Review carried out on 1 October 2019

During an annual regulatory review

We reviewed the information available to us about The Thornton Practice on 1 October 2019. We did not find evidence of significant changes to the quality of service being provided since the last inspection. As a result, we decided not to inspect the surgery at this time. We will continue to monitor this information about this service throughout the year and may inspect the surgery when we see evidence of potential changes.

Inspection carried out on 25 October 2018

During a routine inspection

We carried out an announced comprehensive inspection at The Thornton Practice on 25 October 2018 as part of our inspection programme.
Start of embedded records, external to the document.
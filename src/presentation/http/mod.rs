// src/presentation/http/mod.rs
pub mod controllers;
pub mod error;
pub mod middleware;
pub mod response;
pub mod routes;
pub mod state;
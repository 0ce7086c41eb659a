// src/application/commands/articles/create.rs
use super::ArticleCommandService;
use crate::application::{
    dto::{ArticleCreateRequest, ArticleResponse},
    error::ApplicationResult,
};

impl ArticleCommandService {
    pub async fn create_article(
        &self,
        request: ArticleCreateRequest,
    ) -> ApplicationResult<ArticleResponse> {
        let new_article = request.into_new_article(self.clock.now())?;

        let id = self.repo.store(&new_article).await?;
        tracing::debug!(article_id = %id, "article created");

        Ok(new_article.with_id(id).into())
    }
}
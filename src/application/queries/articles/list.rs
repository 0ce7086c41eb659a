use super::ArticleQueryService;
use crate::application::{dto::ArticleResponse, error::ApplicationResult};

impl ArticleQueryService {
    pub async fn list_articles(&self) -> ApplicationResult<Vec<ArticleResponse>> {
        let records = self.repo.get_all().await?;
        Ok(records.into_iter().map(Into::into).collect())
    }
}
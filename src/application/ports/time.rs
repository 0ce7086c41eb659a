// src/application/ports/time.rs
use chrono::{DateTime, Utc};

/// Source of the timestamps written to `create_at` / `update_at`.
pub trait Clock: Send + Sync {
    fn now(&self) -> DateTime<Utc>;
}
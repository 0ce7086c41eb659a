use std::sync::Arc;

use crate::domain::article::ArticleRepository;

pub struct ArticleQueryService {
    pub(super) repo: Arc<dyn ArticleRepository>,
}

impl ArticleQueryService {
    pub fn new(repo: Arc<dyn ArticleRepository>) -> Self {
        Self { repo }
    }
}
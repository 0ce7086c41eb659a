pub mod entity;
pub mod repository;
pub mod value_objects;

pub use entity::{Article, NewArticle};
pub use repository::ArticleRepository;
pub use value_objects::{ArticleContent, ArticleId, ArticleTitle};
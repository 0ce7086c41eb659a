// src/application/commands/articles/service.rs
use std::sync::Arc;

use crate::{application::ports::time::Clock, domain::article::ArticleRepository};

pub struct ArticleCommandService {
    pub(super) repo: Arc<dyn ArticleRepository>,
    pub(super) clock: Arc<dyn Clock>,
}

impl ArticleCommandService {
    pub fn new(repo: Arc<dyn ArticleRepository>, clock: Arc<dyn Clock>) -> Self {
        Self { repo, clock }
    }
}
Our inspection team was led by a CQC inspector and included a GP specialist advisor.

At the last inspection in December 2014 we rated the practice as good overall.
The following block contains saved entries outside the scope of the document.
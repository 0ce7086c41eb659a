// tests/support/mocks/usecase.rs
use articles_core::application::{
    ApplicationResult, ArticleUsecase,
    dto::{ArticleCreateRequest, ArticleResponse, ArticleUpdateRequest},
    error::ApplicationError,
};
use async_trait::async_trait;

/// Use case whose delete reports `false` without an error; everything else is
/// unreachable in the tests that use it.
pub struct SilentDeleteFailure;

#[async_trait]
impl ArticleUsecase for SilentDeleteFailure {
    async fn get_all(&self) -> ApplicationResult<Vec<ArticleResponse>> {
        Ok(Vec::new())
    }

    async fn get_by_id(&self, _id: i64) -> ApplicationResult<Option<ArticleResponse>> {
        Ok(None)
    }

    async fn update(&self, _request: ArticleUpdateRequest) -> ApplicationResult<ArticleResponse> {
        Err(ApplicationError::Unknown)
    }

    async fn store(&self, _request: ArticleCreateRequest) -> ApplicationResult<ArticleResponse> {
        Err(ApplicationError::Unknown)
    }

    async fn delete(&self, _id: i64) -> ApplicationResult<bool> {
        Ok(false)
    }
}
use crate::application::{ApplicationResult, error::ApplicationError};
use crate::domain::errors::DomainError;
use crate::presentation::http::response::ArticleListResponse;
use axum::{
    http::StatusCode,
    response::{IntoResponse, Response},
};
use validator::ValidationErrors;

#[derive(Debug)]
pub struct HttpError {
    status: StatusCode,
    message: String,
}

impl HttpError {
    pub fn from_error(err: ApplicationError) -> Self {
        match err {
            ApplicationError::Validation(msg) => Self::new(StatusCode::BAD_REQUEST, msg),
            ApplicationError::NotFound(msg) => Self::new(StatusCode::NOT_FOUND, msg),
            ApplicationError::Unknown => {
                Self::new(StatusCode::INTERNAL_SERVER_ERROR, err.to_string())
            }
            ApplicationError::Domain(domain_err) => Self::from_domain(domain_err),
        }
    }

    fn from_domain(err: DomainError) -> Self {
        if err.is_storage() {
            tracing::error!(error = %err, "storage failure");
        }
        let status = match &err {
            DomainError::Validation(_) => StatusCode::BAD_REQUEST,
            DomainError::Query(_) | DomainError::Scan(_) => StatusCode::INTERNAL_SERVER_ERROR,
        };
        Self::new(status, err.to_string())
    }

    pub fn bad_request(message: impl Into<String>) -> Self {
        Self::new(StatusCode::BAD_REQUEST, message.into())
    }

    pub fn not_found(message: impl Into<String>) -> Self {
        Self::new(StatusCode::NOT_FOUND, message.into())
    }

    /// Renders one line per failed rule, e.g.
    /// `Key: 'ArticleCreateRequest.Title' Error:Field validation for 'Title' failed on the 'min' tag`.
    /// Lines follow `field_order`, the struct's declaration order.
    pub fn validation(type_name: &str, field_order: &[&str], errors: &ValidationErrors) -> Self {
        let mut fields: Vec<_> = errors.field_errors().into_iter().collect();
        fields.sort_by_key(|(field, _)| {
            let name: &str = field;
            let position = field_order
                .iter()
                .position(|known| *known == name)
                .unwrap_or(usize::MAX);
            (position, name.to_string())
        });

        let message = fields
            .into_iter()
            .flat_map(|(field, errs)| {
                let field = field_label(&field);
                errs.iter()
                    .map(move |e| (field.clone(), e.code.to_string()))
                    .collect::<Vec<_>>()
            })
            .map(|(field, tag)| {
                format!(
                    "Key: '{type_name}.{field}' Error:Field validation for '{field}' failed on the '{tag}' tag"
                )
            })
            .collect::<Vec<_>>()
            .join("\n");

        Self::bad_request(message)
    }

    pub fn status(&self) -> StatusCode {
        self.status
    }

    pub fn message(&self) -> &str {
        &self.message
    }

    fn new(status: StatusCode, message: String) -> Self {
        Self { status, message }
    }
}

/// `title` -> `Title`, `id` -> `ID`.
fn field_label(field: &str) -> String {
    if field == "id" {
        return "ID".into();
    }
    field
        .split('_')
        .map(|part| {
            let mut chars = part.chars();
            chars.next().map_or_else(String::new, |first| {
                first.to_uppercase().chain(chars).collect()
            })
        })
        .collect()
}

impl IntoResponse for HttpError {
    fn into_response(self) -> Response {
        ArticleListResponse::error(self.status, self.message).into_response()
    }
}

pub type HttpResult<T> = Result<T, HttpError>;

pub trait IntoHttpResult<T> {
    fn into_http(self) -> HttpResult<T>;
}

impl<T> IntoHttpResult<T> for ApplicationResult<T> {
    fn into_http(self) -> HttpResult<T> {
        self.map_err(HttpError::from_error)
    }
}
Our judgement of the quality of care at this service is based on a combination of what we found when we inspected, information from our ongoing monitoring of data about services and information from the provider, patients, the public and other organisations.

We rated this practice as outstanding overall.

This means that:

  • Patients were protected from avoidable harm and abuse and that legal requirements were met.
  • Patients had good outcomes because they received effective care and treatment that met their needs.
  • Patients were supported, treated with dignity and respect and were involved as partners in their care.
  • People’s needs were met by the way in which services were organised and delivered.
  • The leadership, governance and culture of the practice promoted the delivery of high quality person-centred care.

We rated the practice as outstanding for providing responsive services because:

  • Services were tailored to meet the needs of individual people and were delivered in a way to ensure flexibility, choice and continuity of care.

  • The practice had identified areas where there were gaps in provision locally and had taken steps to address them.

We rated the practice as outstanding for providing well-led services because:

  • Leadership, governance and culture were used to drive and improve the delivery of high-quality person-centred care.
  • The practice led local initiatives to improve care and shared their best practice to the benefit of the neighbourhood.
  • Staff, patients and the patient participation group (PPG) had been involved by the practice leaders in the planning and delivery of care.
  • The practice had developed a vision to deliver high levels of care, staff reported high levels of motivation, work satisfaction and involvement achieving the practice vision.

We saw several areas of outstanding practice including:

  • Services were tailored to meet the needs of individual people are were delivered in a way to ensure flexibility, choice and continuity of care. The practice had identified areas where there were gaps in service provision locally and had taken steps to address these, by creating new roles and processes to better meet needs. Feedback received from patients and other stakeholders on the changes made was positive. We noted increased levels of staff and patient satisfaction.
  • The practice looked at demand for appointments after a long-term audit of appointment availability and use, analysing capacity and patient demand. The results were used to ensure sufficient urgent and routine appointments were provided each day, linked to demand. The impact had been a significant reduction in the volume and unpredictability of unscheduled work. The practice linked this to less pressure for staff and patients by the positive survey results. We noted that staff and patients had provided positive feedback around this area.
  • The PPG which had been established three years previously had, with the support and financial backing of the practice, led and completed several successful initiatives and projects to promote patient wellbeing and care, for example the “Healthy Heroes” and “BioBlitz” initiatives they had been recognised locally and nationally as an exemplar.
  • There were high levels of engagement with external partners agencies to deliver care and lifestyle improvements to patients, for example, the “Fleetwood Town community trust.” and multi-agency flu clinics.
  • The practice used social media innovatively to engage with patients both at the practice and in the locality.

There were areas where the provider should make improvements are:

  • Record all safety alerts and action taken in response to them.
  • Include declarations in recruitment information held.
  • Document a risk assessment of content and location of emergency medicines.
  • Check and update entries in staff training matrix against certificates of training.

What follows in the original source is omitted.